For me, there was only ever one objective and it didn't involve weight loss. It does concern me that the weight loss aspect of the early days of diagnosis is so heavily focused upon, but maybe I'm a strange one.
 
I think it all depends what sort of diet you are on.

If you are just focusing on calories, then it is just number crunching.

If you are dropping carbs from your diet, then a big dose of them will replenish your glycogen stores, causing fluid retention, thirst and apparent weight regain - I can put on 4-5 lbs over night doing this. Then it takes 3 days of strict low carbing to widdle it all away again - that is half a week lost on weight fluctuations, and not knowing if the weight you are 'losing' is fat-weight or water-weight.

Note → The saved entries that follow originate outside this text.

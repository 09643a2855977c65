use crate::cli::commands::open_pool;
use crate::cli::parser::BusAction;
use crate::config::Config;
use crate::core::bus::BusLogic;
use crate::db::students::load_students_on_bus;
use crate::errors::AppResult;
use crate::ui::messages::{header, info, success};
use crate::utils::table::Table;

pub fn handle(action: &BusAction, cfg: &Config) -> AppResult<()> {
    let pool = open_pool(cfg)?;

    match action {
        BusAction::Add {
            name,
            driver_name,
            driver_contact,
        } => {
            let b = BusLogic::add(&pool, name, driver_name, driver_contact)?;
            success(format!("Bus {} registered (driver {}).", b.name, b.driver_name));
        }

        BusAction::List => {
            let list = BusLogic::list(&pool)?;
            if list.is_empty() {
                info("No buses registered.");
                return Ok(());
            }

            header("Buses");
            let mut table = Table::with_headers(&["Bus", "Driver", "Contact", "Students"]);
            for b in &list {
                let riders = load_students_on_bus(&pool.conn, b.id)?.len();
                table.add_row(vec![
                    b.name.clone(),
                    b.driver_name.clone(),
                    b.driver_contact.clone(),
                    riders.to_string(),
                ]);
            }
            print!("{}", table.render());
        }

        BusAction::Edit {
            name,
            new_name,
            driver_name,
            driver_contact,
        } => {
            let b = BusLogic::edit(
                &pool,
                name,
                new_name.as_deref(),
                driver_name.as_deref(),
                driver_contact.as_deref(),
            )?;
            success(format!("Bus {} updated.", b.name));
        }

        BusAction::Del { name } => {
            BusLogic::delete(&pool, name)?;
            success(format!("Bus {} deleted.", name.trim()));
        }
    }

    Ok(())
}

If you are very low carbing, you would likely lose being in ketosis with such a meal. Provided you are fat-adapted, you can slide back into ketosis quite quickly, but you are still bouncing your body around and asking it to switch back and forth between glucose-burning and fat-burning, which seems an unnecessary ask.

If you are fully fat adapted, and your insulin production has naturally downgraded, then dumping huge amounts of carbs into the bloodstream will temporarily send your blood glucose sky high. This happens whether you are diabetic or not, since reduced insulin production happens to everyone on a LC diet. Ever had a food hangover? They are not fun. Takes at least 3 days, sometimes a couple of weeks, to readjust back up to full insulin production. During that period, carbs send blood glucose levels higher than normal, causing more damage than normal. It is advised to re-feed carbs after a low carb diet slowly, over time, in increments, to avoid just this damage.

If you are prone to carb cravings, they will kick in, urging you to eat more carbs, and effectively sabotage your diet. If you find carbs addictive, then that makes the cravings worse.

If you are prone to reactive hypoglycaemia (a lot of us are, although few of us have it badly), then the carb cravings will hit badly, and you may experience hypos after the carbs too.

All of the above are reasons why I think that 'treats' and 'controlled breaks' from diets are really just self sabotage. But then, I get carb cravings, reactive hypoglycaemia, don't lose weight easily, and have seen more people fall off diets than I have had hot dinners. Some of those diets have been my own. So I may be biased, or I may be world weary, or I may be a prophet. Your mileage may vary.